A year to the day after the devastating floods of July 10, 2023, Vermont was hit hard again. The remnants of Hurricane Beryl, the earliest category 5 hurricane ever recorded, met a stalled warm front to deliver a band of tropical, torrential rain that dumped up to seven inches across parts of the state in just about twelve hours.

This July, the damage was far less widespread than last, but in a few of the bad spots, it was just as bad. Barre, which sits right next to the capital, Montpelier, and was flooded badly last year—but is generally poorer and thus received less attention—was flooded for several hours, leaving a nice thick mess of silt and mud on the streets and requiring a boil-water advisory for the city water system. Plainfield, a few miles up the Winooski River, suffered considerably worse damage than last year, where an apartment building known as the Heartbreak Hotel fell into the river. Farther east, in the town of Peacham, a thirty-three-year-old man died when his UTV was swept away by floodwater.

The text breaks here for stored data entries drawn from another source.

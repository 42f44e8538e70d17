//! REST API - patients, appointments and reports
//!
//! Handlers read with a detached [`FetchScope`]: when a client disconnects,
//! axum drops the handler future and the pending read with it, so there is
//! no caller left to hand an empty result to. Reads still carry the load
//! deadline and time out as 504.

use axum::{
    extract::{
        rejection::{JsonRejection, QueryRejection},
        Path, Query, State,
    },
    http::{header, StatusCode},
    response::IntoResponse,
    routing::get,
    Json, Router,
};
use chrono::Utc;
use opticare_core::models::{
    Appointment, AppointmentPatch, AppointmentStats, AppointmentType, NewAppointment,
    NewPatient, Patient, PatientPatch, PatientSnapshot, DEFAULT_DURATION_MINUTES,
};
use opticare_core::{FetchScope, PatientReport, RepoError};
use serde::Deserialize;
use serde_json::{json, Value};

use crate::error::{ApiError, ApiResult};
use crate::AppState;

pub fn routes() -> Router<AppState> {
    Router::new()
        .route("/ping", get(ping))
        .route("/patients", get(list_patients).post(create_patient))
        .route(
            "/patients/:id",
            get(get_patient).patch(update_patient).delete(delete_patient),
        )
        .route("/patients/:id/appointments", get(patient_appointments))
        .route(
            "/appointments",
            get(list_appointments).post(create_appointment),
        )
        .route("/appointments/stats", get(appointment_stats))
        .route(
            "/appointments/:id",
            get(get_appointment)
                .patch(update_appointment)
                .delete(delete_appointment),
        )
        .route("/reports/summary", get(report_summary))
        .route("/reports/export", get(report_export))
}

async fn ping(State(state): State<AppState>) -> Json<Value> {
    Json(json!({ "message": state.ping_message }))
}

// ---------------------------------------------------------------------------
// Patients
// ---------------------------------------------------------------------------

#[derive(Debug, Deserialize)]
struct PatientQuery {
    q: Option<String>,
}

async fn create_patient(
    State(state): State<AppState>,
    payload: Result<Json<NewPatient>, JsonRejection>,
) -> ApiResult<impl IntoResponse> {
    let Json(data) = payload?;
    let id = state.core.patients().add_patient(data).await?;
    Ok((StatusCode::CREATED, Json(json!({ "id": id }))))
}

async fn list_patients(
    State(state): State<AppState>,
    query: Result<Query<PatientQuery>, QueryRejection>,
) -> ApiResult<Json<Vec<Patient>>> {
    let Query(query) = query?;
    let scope = FetchScope::detached();
    let patients = match query.q.as_deref().map(str::trim) {
        Some(term) if !term.is_empty() => {
            state.core.patients().search_patients(&scope, term).await?
        }
        _ => state.core.patients().get_all_patients(&scope).await?,
    };
    Ok(Json(patients))
}

async fn get_patient(
    State(state): State<AppState>,
    Path(id): Path<String>,
) -> ApiResult<Json<Patient>> {
    let scope = FetchScope::detached();
    state
        .core
        .patients()
        .get_patient_by_id(&scope, &id)
        .await?
        .map(Json)
        .ok_or_else(|| ApiError::NotFound("Patient not found".into()))
}

async fn update_patient(
    State(state): State<AppState>,
    Path(id): Path<String>,
    payload: Result<Json<PatientPatch>, JsonRejection>,
) -> ApiResult<StatusCode> {
    let Json(patch) = payload?;
    state.core.patients().update_patient(&id, patch).await?;
    Ok(StatusCode::NO_CONTENT)
}

async fn delete_patient(
    State(state): State<AppState>,
    Path(id): Path<String>,
) -> ApiResult<StatusCode> {
    state.core.patients().delete_patient(&id).await?;
    Ok(StatusCode::NO_CONTENT)
}

async fn patient_appointments(
    State(state): State<AppState>,
    Path(id): Path<String>,
) -> ApiResult<Json<Vec<Appointment>>> {
    let scope = FetchScope::detached();
    let appointments = state
        .core
        .appointments()
        .get_patient_appointments(&scope, &id)
        .await?;
    Ok(Json(appointments))
}

// ---------------------------------------------------------------------------
// Appointments
// ---------------------------------------------------------------------------

#[derive(Debug, Deserialize)]
struct AppointmentQuery {
    date: Option<String>,
}

/// Booking request. The patient snapshot is filled in from the record.
#[derive(Debug, Deserialize)]
#[serde(rename_all = "camelCase", default)]
struct BookAppointment {
    patient_id: String,
    date: String,
    time: String,
    duration: u32,
    #[serde(rename = "type")]
    kind: AppointmentType,
    notes: String,
}

impl Default for BookAppointment {
    fn default() -> Self {
        Self {
            patient_id: String::new(),
            date: String::new(),
            time: String::new(),
            duration: DEFAULT_DURATION_MINUTES,
            kind: AppointmentType::default(),
            notes: String::new(),
        }
    }
}

async fn create_appointment(
    State(state): State<AppState>,
    payload: Result<Json<BookAppointment>, JsonRejection>,
) -> ApiResult<impl IntoResponse> {
    let Json(booking) = payload?;

    let mut data = NewAppointment::new(
        booking.patient_id,
        PatientSnapshot::default(),
        booking.date,
        booking.time,
    );
    data.duration = booking.duration;
    data.kind = booking.kind;
    data.notes = booking.notes;

    let missing = data.missing_required();
    if !missing.is_empty() {
        return Err(RepoError::missing_fields(&missing).into());
    }

    let scope = FetchScope::detached();
    let patient = state
        .core
        .patients()
        .get_patient_by_id(&scope, &data.patient_id)
        .await?
        .ok_or_else(|| ApiError::BadRequest("Patient not found".into()))?;
    data.snapshot = PatientSnapshot::of(&patient);

    let id = state.core.appointments().add_appointment(data).await?;
    Ok((StatusCode::CREATED, Json(json!({ "id": id }))))
}

async fn list_appointments(
    State(state): State<AppState>,
    query: Result<Query<AppointmentQuery>, QueryRejection>,
) -> ApiResult<Json<Vec<Appointment>>> {
    let Query(query) = query?;
    let scope = FetchScope::detached();
    let repo = state.core.appointments();
    let appointments = match query.date.as_deref() {
        Some(date) if !date.is_empty() => repo.get_appointments_by_date(&scope, date).await?,
        _ => repo.get_all_appointments(&scope).await?,
    };
    Ok(Json(appointments))
}

async fn appointment_stats(State(state): State<AppState>) -> ApiResult<Json<AppointmentStats>> {
    let scope = FetchScope::detached();
    let stats = state.core.appointments().get_appointment_stats(&scope).await?;
    Ok(Json(stats))
}

async fn get_appointment(
    State(state): State<AppState>,
    Path(id): Path<String>,
) -> ApiResult<Json<Appointment>> {
    let scope = FetchScope::detached();
    state
        .core
        .appointments()
        .get_appointment_by_id(&scope, &id)
        .await?
        .map(Json)
        .ok_or_else(|| ApiError::NotFound("Appointment not found".into()))
}

async fn update_appointment(
    State(state): State<AppState>,
    Path(id): Path<String>,
    payload: Result<Json<AppointmentPatch>, JsonRejection>,
) -> ApiResult<StatusCode> {
    let Json(patch) = payload?;
    state.core.appointments().update_appointment(&id, patch).await?;
    Ok(StatusCode::NO_CONTENT)
}

async fn delete_appointment(
    State(state): State<AppState>,
    Path(id): Path<String>,
) -> ApiResult<StatusCode> {
    state.core.appointments().delete_appointment(&id).await?;
    Ok(StatusCode::NO_CONTENT)
}

// ---------------------------------------------------------------------------
// Reports
// ---------------------------------------------------------------------------

async fn build_report(state: &AppState) -> ApiResult<PatientReport> {
    let scope = FetchScope::detached();
    Ok(state.core.patient_report(&scope, Utc::now()).await?)
}

async fn report_summary(State(state): State<AppState>) -> ApiResult<Json<PatientReport>> {
    Ok(Json(build_report(&state).await?))
}

async fn report_export(State(state): State<AppState>) -> ApiResult<impl IntoResponse> {
    let report = build_report(&state).await?;
    let disposition = format!("attachment; filename=\"{}\"", report.file_name());
    Ok((
        [
            (header::CONTENT_TYPE, "text/csv; charset=utf-8".to_string()),
            (header::CONTENT_DISPOSITION, disposition),
        ],
        report.to_csv(),
    ))
}
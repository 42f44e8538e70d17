//! HTTP error responses.

use axum::extract::rejection::{JsonRejection, QueryRejection};
use axum::http::StatusCode;
use axum::response::{IntoResponse, Response};
use axum::Json;
use opticare_core::RepoError;
use serde_json::json;
use thiserror::Error;
use tracing::{debug, error};

#[derive(Error, Debug)]
pub enum ApiError {
    #[error(transparent)]
    Repo(#[from] RepoError),

    #[error("{0}")]
    BadRequest(String),

    #[error("{0}")]
    NotFound(String),
}

pub type ApiResult<T> = Result<T, ApiError>;

impl From<JsonRejection> for ApiError {
    fn from(rejection: JsonRejection) -> Self {
        ApiError::BadRequest(rejection.body_text())
    }
}

impl From<QueryRejection> for ApiError {
    fn from(rejection: QueryRejection) -> Self {
        ApiError::BadRequest(rejection.body_text())
    }
}

impl ApiError {
    pub fn status(&self) -> StatusCode {
        match self {
            ApiError::BadRequest(_) => StatusCode::BAD_REQUEST,
            ApiError::NotFound(_) => StatusCode::NOT_FOUND,
            ApiError::Repo(e) => match e {
                RepoError::Validation(_) => StatusCode::BAD_REQUEST,
                RepoError::NotFound(_) => StatusCode::NOT_FOUND,
                RepoError::PermissionDenied(_) => StatusCode::FORBIDDEN,
                RepoError::LoadFailed(_) => StatusCode::GATEWAY_TIMEOUT,
                RepoError::StoreUnavailable(_) => StatusCode::SERVICE_UNAVAILABLE,
                RepoError::Cancelled | RepoError::Serialization(_) => {
                    StatusCode::INTERNAL_SERVER_ERROR
                }
            },
        }
    }

    pub fn message(&self) -> String {
        match self {
            ApiError::Repo(e) => e.user_message(),
            ApiError::BadRequest(msg) | ApiError::NotFound(msg) => msg.clone(),
        }
    }
}

impl IntoResponse for ApiError {
    fn into_response(self) -> Response {
        let status = self.status();
        match &self {
            ApiError::Repo(e) if !e.is_user_visible() => debug!("Request cancelled: {}", e),
            _ if status.is_server_error() => error!("Request failed: {}", self),
            _ => debug!("Request rejected: {}", self),
        }
        (status, Json(json!({ "error": self.message() }))).into_response()
    }
}
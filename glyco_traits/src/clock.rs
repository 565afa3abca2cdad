use chrono::{DateTime, Duration, Utc};
use std::sync::{Arc, Mutex};

/// Wall-clock abstraction used to obtain the explicit `now` handed to the core.
///
/// - now(): returns the current UTC instant
/// - the core never calls a clock itself; callers read it once per forecast
pub trait Clock {
    fn now(&self) -> DateTime<Utc>;
}

/// Default clock backed by the system time.
#[derive(Debug, Default, Clone, Copy)]
pub struct SystemClock;

impl SystemClock {
    #[inline]
    pub fn new() -> Self {
        Self
    }
}

impl Clock for SystemClock {
    #[inline]
    fn now(&self) -> DateTime<Utc> {
        Utc::now()
    }
}

/// Deterministic clock whose time only moves when advanced manually.
///
/// Used for replaying histories at a chosen instant and in tests.
#[derive(Debug, Clone)]
pub struct FixedClock {
    at: Arc<Mutex<DateTime<Utc>>>,
}

impl FixedClock {
    pub fn new(at: DateTime<Utc>) -> Self {
        Self {
            at: Arc::new(Mutex::new(at)),
        }
    }

    /// Advance the clock by the given duration.
    pub fn advance(&self, d: Duration) {
        if let Ok(mut at) = self.at.lock() {
            *at += d;
        }
    }

    /// Jump to an absolute instant.
    pub fn set(&self, to: DateTime<Utc>) {
        if let Ok(mut at) = self.at.lock() {
            *at = to;
        }
    }
}

impl Clock for FixedClock {
    fn now(&self) -> DateTime<Utc> {
        // A poisoned lock still holds the last written instant.
        match self.at.lock() {
            Ok(g) => *g,
            Err(poisoned) => *poisoned.into_inner(),
        }
    }
}

#[cfg(test)]
mod tests {
    use super::*;
    use chrono::TimeZone;

    #[test]
    fn fixed_clock_advances_only_on_request() {
        let origin = Utc.with_ymd_and_hms(2024, 1, 1, 8, 0, 0).unwrap();
        let clock = FixedClock::new(origin);
        assert_eq!(clock.now(), origin);
        clock.advance(Duration::minutes(5));
        assert_eq!(clock.now(), origin + Duration::minutes(5));
        clock.set(origin);
        assert_eq!(clock.now(), origin);
    }
}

Other bad spots are too numerous to list, and probably too regional to mean much to people who haven’t spent time here. The Mad River flooded in Moretown; I received a VT-Alert at 1:06 AM announcing that the village was being evacuated. The Winooski flooded in Richmond—again, the photos eerily similar to those exactly one year earlier. The urban farms of Burlington’s intervale—the first place I ever farmed, where one farmer told stories about harvesting by canoe during the 2011 inundations from Hurricane Irene—were flooded for the second year in a row (and the canoes were back), likely catastrophically ruining yet another farm season that had barely begun.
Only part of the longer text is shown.